__Work to complete__. Reproduce all of the data, making sure that no line differs from the original.

__Records for the task__.
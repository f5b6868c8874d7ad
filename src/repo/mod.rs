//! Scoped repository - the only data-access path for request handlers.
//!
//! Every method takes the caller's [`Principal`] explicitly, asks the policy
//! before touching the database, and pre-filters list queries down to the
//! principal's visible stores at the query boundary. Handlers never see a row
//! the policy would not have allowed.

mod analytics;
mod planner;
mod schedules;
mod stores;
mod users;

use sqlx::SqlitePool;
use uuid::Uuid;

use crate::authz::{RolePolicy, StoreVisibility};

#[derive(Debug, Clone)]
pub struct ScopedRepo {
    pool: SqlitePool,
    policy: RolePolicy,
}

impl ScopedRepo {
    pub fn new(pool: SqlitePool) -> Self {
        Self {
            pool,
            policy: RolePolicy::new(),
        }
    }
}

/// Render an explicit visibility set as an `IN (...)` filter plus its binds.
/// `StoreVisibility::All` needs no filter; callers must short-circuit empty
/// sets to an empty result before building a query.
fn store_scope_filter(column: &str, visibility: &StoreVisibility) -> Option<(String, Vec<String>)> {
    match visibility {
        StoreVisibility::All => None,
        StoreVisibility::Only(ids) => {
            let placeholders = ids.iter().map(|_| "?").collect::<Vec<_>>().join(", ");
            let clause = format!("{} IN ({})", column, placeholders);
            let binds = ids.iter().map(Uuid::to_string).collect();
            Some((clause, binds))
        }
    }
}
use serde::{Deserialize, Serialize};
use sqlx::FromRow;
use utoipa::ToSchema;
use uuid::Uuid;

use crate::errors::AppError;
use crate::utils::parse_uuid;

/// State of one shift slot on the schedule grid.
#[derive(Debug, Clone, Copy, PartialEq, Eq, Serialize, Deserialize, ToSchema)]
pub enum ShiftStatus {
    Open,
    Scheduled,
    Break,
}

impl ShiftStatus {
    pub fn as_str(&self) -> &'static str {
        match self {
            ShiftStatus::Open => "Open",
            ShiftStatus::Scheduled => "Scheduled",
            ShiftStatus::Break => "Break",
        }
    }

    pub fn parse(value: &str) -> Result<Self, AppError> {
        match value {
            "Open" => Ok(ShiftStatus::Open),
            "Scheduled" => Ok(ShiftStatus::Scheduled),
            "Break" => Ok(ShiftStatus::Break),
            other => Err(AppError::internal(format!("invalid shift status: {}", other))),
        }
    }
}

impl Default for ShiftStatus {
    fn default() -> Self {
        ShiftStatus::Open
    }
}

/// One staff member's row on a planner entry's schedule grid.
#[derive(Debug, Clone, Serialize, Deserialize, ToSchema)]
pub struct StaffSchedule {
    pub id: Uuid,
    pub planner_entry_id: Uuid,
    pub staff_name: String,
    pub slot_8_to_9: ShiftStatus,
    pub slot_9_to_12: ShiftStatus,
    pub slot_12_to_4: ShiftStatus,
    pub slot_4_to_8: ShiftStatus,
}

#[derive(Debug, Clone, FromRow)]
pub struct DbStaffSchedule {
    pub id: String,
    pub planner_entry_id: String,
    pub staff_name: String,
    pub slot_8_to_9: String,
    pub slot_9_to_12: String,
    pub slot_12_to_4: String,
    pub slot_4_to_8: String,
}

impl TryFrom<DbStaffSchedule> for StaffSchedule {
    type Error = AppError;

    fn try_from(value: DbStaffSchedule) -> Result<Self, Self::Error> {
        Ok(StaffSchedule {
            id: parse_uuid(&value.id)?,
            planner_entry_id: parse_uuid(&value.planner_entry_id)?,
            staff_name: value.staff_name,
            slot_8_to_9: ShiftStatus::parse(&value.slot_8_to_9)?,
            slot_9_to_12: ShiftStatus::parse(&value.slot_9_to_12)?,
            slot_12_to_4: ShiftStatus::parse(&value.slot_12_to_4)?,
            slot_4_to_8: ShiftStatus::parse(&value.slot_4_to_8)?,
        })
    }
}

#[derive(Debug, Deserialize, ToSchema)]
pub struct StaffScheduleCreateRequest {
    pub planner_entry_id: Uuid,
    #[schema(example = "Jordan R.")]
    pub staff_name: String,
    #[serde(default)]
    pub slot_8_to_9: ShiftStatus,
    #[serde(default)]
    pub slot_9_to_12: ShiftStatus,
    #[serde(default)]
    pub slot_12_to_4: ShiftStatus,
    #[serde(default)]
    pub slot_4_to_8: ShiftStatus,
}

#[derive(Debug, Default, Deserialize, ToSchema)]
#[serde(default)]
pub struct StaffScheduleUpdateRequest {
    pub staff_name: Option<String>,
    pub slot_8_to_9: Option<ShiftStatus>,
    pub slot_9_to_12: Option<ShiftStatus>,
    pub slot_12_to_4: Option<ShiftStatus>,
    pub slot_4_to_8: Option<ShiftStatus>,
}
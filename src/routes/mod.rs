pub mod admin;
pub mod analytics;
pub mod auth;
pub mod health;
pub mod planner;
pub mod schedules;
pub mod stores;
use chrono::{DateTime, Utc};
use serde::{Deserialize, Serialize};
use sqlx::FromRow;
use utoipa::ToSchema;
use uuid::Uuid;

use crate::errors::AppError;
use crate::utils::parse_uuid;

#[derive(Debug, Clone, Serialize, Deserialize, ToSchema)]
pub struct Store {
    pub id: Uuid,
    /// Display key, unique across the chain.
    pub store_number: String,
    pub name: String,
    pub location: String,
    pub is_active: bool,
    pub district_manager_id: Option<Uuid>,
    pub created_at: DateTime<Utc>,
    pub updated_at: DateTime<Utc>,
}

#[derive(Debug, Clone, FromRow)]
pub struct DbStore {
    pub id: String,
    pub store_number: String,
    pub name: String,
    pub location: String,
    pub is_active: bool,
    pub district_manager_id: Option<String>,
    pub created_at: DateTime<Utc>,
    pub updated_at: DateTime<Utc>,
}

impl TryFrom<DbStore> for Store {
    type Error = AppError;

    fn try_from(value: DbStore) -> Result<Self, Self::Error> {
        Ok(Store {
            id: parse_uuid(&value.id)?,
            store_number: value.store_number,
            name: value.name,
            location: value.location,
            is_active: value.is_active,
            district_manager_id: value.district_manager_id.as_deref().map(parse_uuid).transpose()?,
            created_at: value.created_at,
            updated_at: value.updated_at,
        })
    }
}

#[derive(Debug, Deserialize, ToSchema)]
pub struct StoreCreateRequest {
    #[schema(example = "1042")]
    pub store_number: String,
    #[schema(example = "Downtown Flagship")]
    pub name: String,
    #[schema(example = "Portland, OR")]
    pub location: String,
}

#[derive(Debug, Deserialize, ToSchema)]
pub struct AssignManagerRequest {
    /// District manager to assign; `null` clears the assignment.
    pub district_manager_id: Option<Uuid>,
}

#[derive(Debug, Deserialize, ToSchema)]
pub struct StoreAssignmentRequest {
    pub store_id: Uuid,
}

__Answer section__.
repository f5b6868c8874d7ad
filename src/repo/mod.rs
//! Scoped repository - the only data-access path for request handlers.
//!
//! Every method takes the caller's [`Principal`] explicitly, asks the policy
//! before touching the database, and pre-filters list queries down to the
//! principal's visible stores at the query boundary. Handlers never see a row
//! the policy would not have allowed.

mod analytics;
mod planner;
mod schedules;
mod stores;
mod users;

use sqlx::SqlitePool;
use uuid::Uuid;

use crate::authz::{RolePolicy, StoreVisibility};

#[derive(Debug, Clone)]
pub struct ScopedRepo {
    pool: SqlitePool,
    policy: RolePolicy,
}

impl ScopedRepo {
    pub fn new(pool: SqlitePool) -> Self {
        Self {
            pool,
            policy: RolePolicy::new(),
        }
    }
}

/// Render an explicit visibility set as an `IN (...)` filter plus its binds.
/// `StoreVisibility::All` needs no filter; callers must short-circuit empty
/// sets to an empty result before building a query.
fn store_scope_filter(column: &str, visibility: &StoreVisibility) -> Option<(String, Vec<String>)> {
    match visibility {
        StoreVisibility::All => None,
        StoreVisibility::Only(ids) => {
            let placeholders = ids.iter().map(|_| "?").collect::<Vec<_>>().join(", ");
            let clause = format!("{} IN ({})", column, placeholders);
            let binds = ids.iter().map(Uuid::to_string).collect();
            Some((clause, binds))
        }
    }
}
use serde::{Deserialize, Serialize};
use sqlx::FromRow;
use utoipa::ToSchema;
use uuid::Uuid;

use crate::errors::AppError;
use crate::utils::parse_uuid;

/// State of one shift slot on the schedule grid.
#[derive(Debug, Clone, Copy, PartialEq, Eq, Serialize, Deserialize, ToSchema)]
pub enum ShiftStatus {
    Open,
    Scheduled,
    Break,
}

impl ShiftStatus {
    pub fn as_str(&self) -> &'static str {
        match self {
            ShiftStatus::Open => "Open",
            ShiftStatus::Scheduled => "Scheduled",
            ShiftStatus::Break => "Break",
        }
    }

    pub fn parse(value: &str) -> Result<Self, AppError> {
        match value {
            "Open" => Ok(ShiftStatus::Open),
            "Scheduled" => Ok(ShiftStatus::Scheduled),
            "Break" => Ok(ShiftStatus::Break),
            other => Err(AppError::internal(format!("invalid shift status: {}", other))),
        }
    }
}

impl Default for ShiftStatus {
    fn default() -> Self {
        ShiftStatus::Open
    }
}

/// One staff member's row on a planner entry's schedule grid.
#[derive(Debug, Clone, Serialize, Deserialize, ToSchema)]
pub struct StaffSchedule {
    pub id: Uuid,
    pub planner_entry_id: Uuid,
    pub staff_name: String,
    pub slot_8_to_9: ShiftStatus,
    pub slot_9_to_12: ShiftStatus,
    pub slot_12_to_4: ShiftStatus,
    pub slot_4_to_8: ShiftStatus,
}

#[derive(Debug, Clone, FromRow)]
pub struct DbStaffSchedule {
    pub id: String,
    pub planner_entry_id: String,
    pub staff_name: String,
    pub slot_8_to_9: String,
    pub slot_9_to_12: String,
    pub slot_12_to_4: String,
    pub slot_4_to_8: String,
}

impl TryFrom<DbStaffSchedule> for StaffSchedule {
    type Error = AppError;

    fn try_from(value: DbStaffSchedule) -> Result<Self, Self::Error> {
        Ok(StaffSchedule {
            id: parse_uuid(&value.id)?,
            planner_entry_id: parse_uuid(&value.planner_entry_id)?,
            staff_name: value.staff_name,
            slot_8_to_9: ShiftStatus::parse(&value.slot_8_to_9)?,
            slot_9_to_12: ShiftStatus::parse(&value.slot_9_to_12)?,
            slot_12_to_4: ShiftStatus::parse(&value.slot_12_to_4)?,
            slot_4_to_8: ShiftStatus::parse(&value.slot_4_to_8)?,
        })
    }
}

#[derive(Debug, Deserialize, ToSchema)]
pub struct StaffScheduleCreateRequest {
    pub planner_entry_id: Uuid,
    #[schema(example = "Jordan R.")]
    pub staff_name: String,
    #[serde(default)]
    pub slot_8_to_9: ShiftStatus,
    #[serde(default)]
    pub slot_9_to_12: ShiftStatus,
    #[serde(default)]
    pub slot_12_to_4: ShiftStatus,
    #[serde(default)]
    pub slot_4_to_8: ShiftStatus,
}

#[derive(Debug, Default, Deserialize, ToSchema)]
#[serde(default)]
pub struct StaffScheduleUpdateRequest {
    pub staff_name: Option<String>,
    pub slot_8_to_9: Option<ShiftStatus>,
    pub slot_9_to_12: Option<ShiftStatus>,
    pub slot_12_to_4: Option<ShiftStatus>,
    pub slot_4_to_8: Option<ShiftStatus>,
}
filename src/routes/mod.rs
pub mod admin;
pub mod analytics;
pub mod auth;
pub mod health;
pub mod planner;
pub mod schedules;
pub mod stores;
use chrono::{DateTime, Utc};
use serde::{Deserialize, Serialize};
use sqlx::FromRow;
use utoipa::ToSchema;
use uuid::Uuid;

use crate::errors::AppError;
use crate::utils::parse_uuid;

#[derive(Debug, Clone, Serialize, Deserialize, ToSchema)]
pub struct Store {
    pub id: Uuid,
    /// Display key, unique across the chain.
    pub store_number: String,
    pub name: String,
    pub location: String,
    pub is_active: bool,
    pub district_manager_id: Option<Uuid>,
    pub created_at: DateTime<Utc>,
    pub updated_at: DateTime<Utc>,
}

#[derive(Debug, Clone, FromRow)]
pub struct DbStore {
    pub id: String,
    pub store_number: String,
    pub name: String,
    pub location: String,
    pub is_active: bool,
    pub district_manager_id: Option<String>,
    pub created_at: DateTime<Utc>,
    pub updated_at: DateTime<Utc>,
}

impl TryFrom<DbStore> for Store {
    type Error = AppError;

    fn try_from(value: DbStore) -> Result<Self, Self::Error> {
        Ok(Store {
            id: parse_uuid(&value.id)?,
            store_number: value.store_number,
            name: value.name,
            location: value.location,
            is_active: value.is_active,
            district_manager_id: value.district_manager_id.as_deref().map(parse_uuid).transpose()?,
            created_at: value.created_at,
            updated_at: value.updated_at,
        })
    }
}

#[derive(Debug, Deserialize, ToSchema)]
pub struct StoreCreateRequest {
    #[schema(example = "1042")]
    pub store_number: String,
    #[schema(example = "Downtown Flagship")]
    pub name: String,
    #[schema(example = "Portland, OR")]
    pub location: String,
}

#[derive(Debug, Deserialize, ToSchema)]
pub struct AssignManagerRequest {
    /// District manager to assign; `null` clears the assignment.
    pub district_manager_id: Option<Uuid>,
}

#[derive(Debug, Deserialize, ToSchema)]
pub struct StoreAssignmentRequest {
    pub store_id: Uuid,
}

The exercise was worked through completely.